T-cell-mediated destruction of pancreatic β cells leads to Type 1 diabetes (TID). Vitamin D-Binding Protein (VDBP) has been identified as an autoantigen and T cell reactivity against VDBP increases in the development of T1D. Autoreactive cytotoxic T lymphocytes (CTLs) recognize β-cell-derived peptides in the context of major histocompatibility complex class I molecules. However, little is known about the VDBP-derived immunogenic peptides that are presented in the context of human HLA molecules. Here, we predicted and identified VDBP derived immunogenic peptides that were presented in association with human HLA-A2 molecule. The VDBP derived peptides binding to HLA-A∗0201 were predicted by using a computer-assisted algorithm.
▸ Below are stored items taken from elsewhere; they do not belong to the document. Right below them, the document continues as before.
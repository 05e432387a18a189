use crate::env::prepend_binding;
use crate::error::{BitsyError, BitsyResult};
use crate::machine::Machine;
use crate::sundry::{Combiner, PrimitiveFn, SingletonKind};
use crate::value::Value;

/// Native combiners installed in the ground environment, grouped by the
/// section of the Kernel report they come from. `$if`, `$vau` and `eval`
/// need an evaluator and live with it.
pub const PRIMITIVES: &[(&str, PrimitiveFn)] = &[
    // 4.1 booleans
    ("boolean?", prim_boolean_p),
    // 4.2, 4.3 equivalence
    ("eq?", prim_eq_p),
    ("equal?", prim_equal_p),
    // 4.4 symbols
    ("symbol?", prim_symbol_p),
    // 4.5 control
    ("inert?", prim_inert_p),
    // 4.6 pairs and lists
    ("pair?", prim_pair_p),
    ("null?", prim_null_p),
    ("cons", prim_cons),
    ("car", prim_car),
    ("cdr", prim_cdr),
    // 4.7 pair mutation
    ("set-car!", prim_set_car),
    ("set-cdr!", prim_set_cdr),
    // 4.8 environments
    ("environment?", prim_environment_p),
    ("ignore?", prim_ignore_p),
    ("make-environment", prim_make_environment),
    // 4.10 combiners
    ("operative?", prim_operative_p),
    ("applicative?", prim_applicative_p),
    ("wrap", prim_wrap),
    ("unwrap", prim_unwrap),
];

/// Build a fresh outermost environment with every primitive bound to an
/// applicative wrapping it.
pub fn ground_environment(machine: &mut Machine) -> BitsyResult<Value> {
    let env = machine.make_environment(None)?;
    for &(name, func) in PRIMITIVES {
        bind_primitive(machine, env, name, func)?;
    }
    tracing::debug!(count = PRIMITIVES.len(), "primitives registered");
    Ok(env)
}

/// Outermost environment holding only the named primitives. Small arenas
/// cannot fit the whole table. An unknown name is reported as unbound.
pub fn environment_with(machine: &mut Machine, names: &[&str]) -> BitsyResult<Value> {
    let env = machine.make_environment(None)?;
    for &name in names {
        let &(_, func) = PRIMITIVES
            .iter()
            .find(|(n, _)| *n == name)
            .ok_or_else(|| BitsyError::Unbound(name.to_string()))?;
        bind_primitive(machine, env, name, func)?;
    }
    tracing::debug!(count = names.len(), "primitives registered");
    Ok(env)
}

fn bind_primitive(
    machine: &mut Machine,
    env: Value,
    name: &str,
    func: PrimitiveFn,
) -> BitsyResult<()> {
    let key = machine.intern(name)?;
    let operative = machine.make_primitive(name, func)?;
    let applicative = machine.make_applicative(operative)?;
    prepend_binding(machine, env, key, applicative)?;
    Ok(())
}

/// Destructure an argument list of exactly `N` elements.
fn args<const N: usize>(machine: &Machine, name: &str, params: Value) -> BitsyResult<[Value; N]> {
    let items = machine.list_to_vec(params).ok_or_else(|| {
        BitsyError::TypeError(format!("{}: argument list is not a proper list", name))
    })?;
    let got = items.len();
    items.try_into().map_err(|_| BitsyError::WrongArgs {
        name: name.to_string(),
        expected: N,
        got,
    })
}

/// Kernel type predicates are variadic: true when every argument qualifies.
fn all(
    machine: &Machine,
    name: &str,
    params: Value,
    pred: impl Fn(&Machine, Value) -> bool,
) -> BitsyResult<Value> {
    let items = machine.list_to_vec(params).ok_or_else(|| {
        BitsyError::TypeError(format!("{}: argument list is not a proper list", name))
    })?;
    Ok(machine.make_boolean(items.into_iter().all(|v| pred(machine, v))))
}

fn prim_boolean_p(m: &mut Machine, params: Value) -> BitsyResult<Value> {
    all(m, "boolean?", params, Machine::is_boolean)
}

fn prim_eq_p(m: &mut Machine, params: Value) -> BitsyResult<Value> {
    let [a, b] = args(m, "eq?", params)?;
    Ok(m.make_boolean(m.eq(a, b)))
}

fn prim_equal_p(m: &mut Machine, params: Value) -> BitsyResult<Value> {
    let [a, b] = args(m, "equal?", params)?;
    Ok(m.make_boolean(m.equal(a, b)))
}

fn prim_symbol_p(m: &mut Machine, params: Value) -> BitsyResult<Value> {
    all(m, "symbol?", params, |_, v| v.is_symbol())
}

fn prim_inert_p(m: &mut Machine, params: Value) -> BitsyResult<Value> {
    all(m, "inert?", params, Machine::is_inert)
}

fn prim_pair_p(m: &mut Machine, params: Value) -> BitsyResult<Value> {
    all(m, "pair?", params, |_, v| v.is_pair() && !v.is_nil())
}

fn prim_null_p(m: &mut Machine, params: Value) -> BitsyResult<Value> {
    all(m, "null?", params, |_, v| v.is_nil())
}

fn prim_cons(m: &mut Machine, params: Value) -> BitsyResult<Value> {
    let [car, cdr] = args(m, "cons", params)?;
    m.cons(car, cdr)
}

fn prim_car(m: &mut Machine, params: Value) -> BitsyResult<Value> {
    let [pair] = args(m, "car", params)?;
    expect_pair(m, "car", pair)?;
    Ok(m.car(pair))
}

fn prim_cdr(m: &mut Machine, params: Value) -> BitsyResult<Value> {
    let [pair] = args(m, "cdr", params)?;
    expect_pair(m, "cdr", pair)?;
    Ok(m.cdr(pair))
}

fn expect_pair(m: &Machine, name: &str, val: Value) -> BitsyResult<()> {
    if val.is_pair() {
        Ok(())
    } else {
        Err(BitsyError::TypeError(format!(
            "{} expects a pair, got {}",
            name,
            m.display(val)
        )))
    }
}

fn prim_set_car(m: &mut Machine, params: Value) -> BitsyResult<Value> {
    let [pair, val] = args(m, "set-car!", params)?;
    m.set_car(pair, val)?;
    Ok(m.make_singleton(SingletonKind::Inert))
}

fn prim_set_cdr(m: &mut Machine, params: Value) -> BitsyResult<Value> {
    let [pair, val] = args(m, "set-cdr!", params)?;
    m.set_cdr(pair, val)?;
    Ok(m.make_singleton(SingletonKind::Inert))
}

fn prim_environment_p(m: &mut Machine, params: Value) -> BitsyResult<Value> {
    all(m, "environment?", params, Machine::is_environment)
}

fn prim_ignore_p(m: &mut Machine, params: Value) -> BitsyResult<Value> {
    all(m, "ignore?", params, Machine::is_ignore)
}

/// Scopes have a single parent, so at most one argument.
fn prim_make_environment(m: &mut Machine, params: Value) -> BitsyResult<Value> {
    let parents = m.list_to_vec(params).ok_or_else(|| {
        BitsyError::TypeError("make-environment: argument list is not a proper list".into())
    })?;
    match parents.as_slice() {
        [] => m.make_environment(None),
        [parent] if m.is_environment(*parent) => m.make_environment(Some(*parent)),
        [other] => Err(BitsyError::TypeError(format!(
            "make-environment expects an environment, got {}",
            m.display(*other)
        ))),
        _ => Err(BitsyError::WrongArgs {
            name: "make-environment".into(),
            expected: 1,
            got: parents.len(),
        }),
    }
}

fn prim_operative_p(m: &mut Machine, params: Value) -> BitsyResult<Value> {
    all(m, "operative?", params, Machine::is_operative)
}

fn prim_applicative_p(m: &mut Machine, params: Value) -> BitsyResult<Value> {
    all(m, "applicative?", params, Machine::is_applicative)
}

fn prim_wrap(m: &mut Machine, params: Value) -> BitsyResult<Value> {
    let [combiner] = args(m, "wrap", params)?;
    m.make_applicative(combiner)
}

fn prim_unwrap(m: &mut Machine, params: Value) -> BitsyResult<Value> {
    let [applicative] = args(m, "unwrap", params)?;
    match m.combiner(applicative) {
        Some(Combiner::Applicative(inner)) => Ok(inner),
        _ => Err(BitsyError::TypeError(format!(
            "unwrap expects an applicative, got {}",
            m.display(applicative)
        ))),
    }
}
The candidate peptides were synthesized, then affinity between peptides and HLA-A∗0201 were analyzed. In addition, the CTL activity of the peptides was detected by cytotoxicity assay and ELISPOT assay in vitro. Furthermore, HLA-A∗0201-transgenic mice were immunized with peptides to induce the CTL activity in vivo. The results demonstrated that peptides of VDBP containing residues 211-219 and 235-243 had high affinity with HLA-A∗0201. In addition, these peptides elicited potent CTL responses in vitro, and induced T1D in vivo. Therefore, this experiment identified immunogenic HLA-A∗0201-restricted epitopes derived from VDBP, and provided pathogenesis theory of T1D.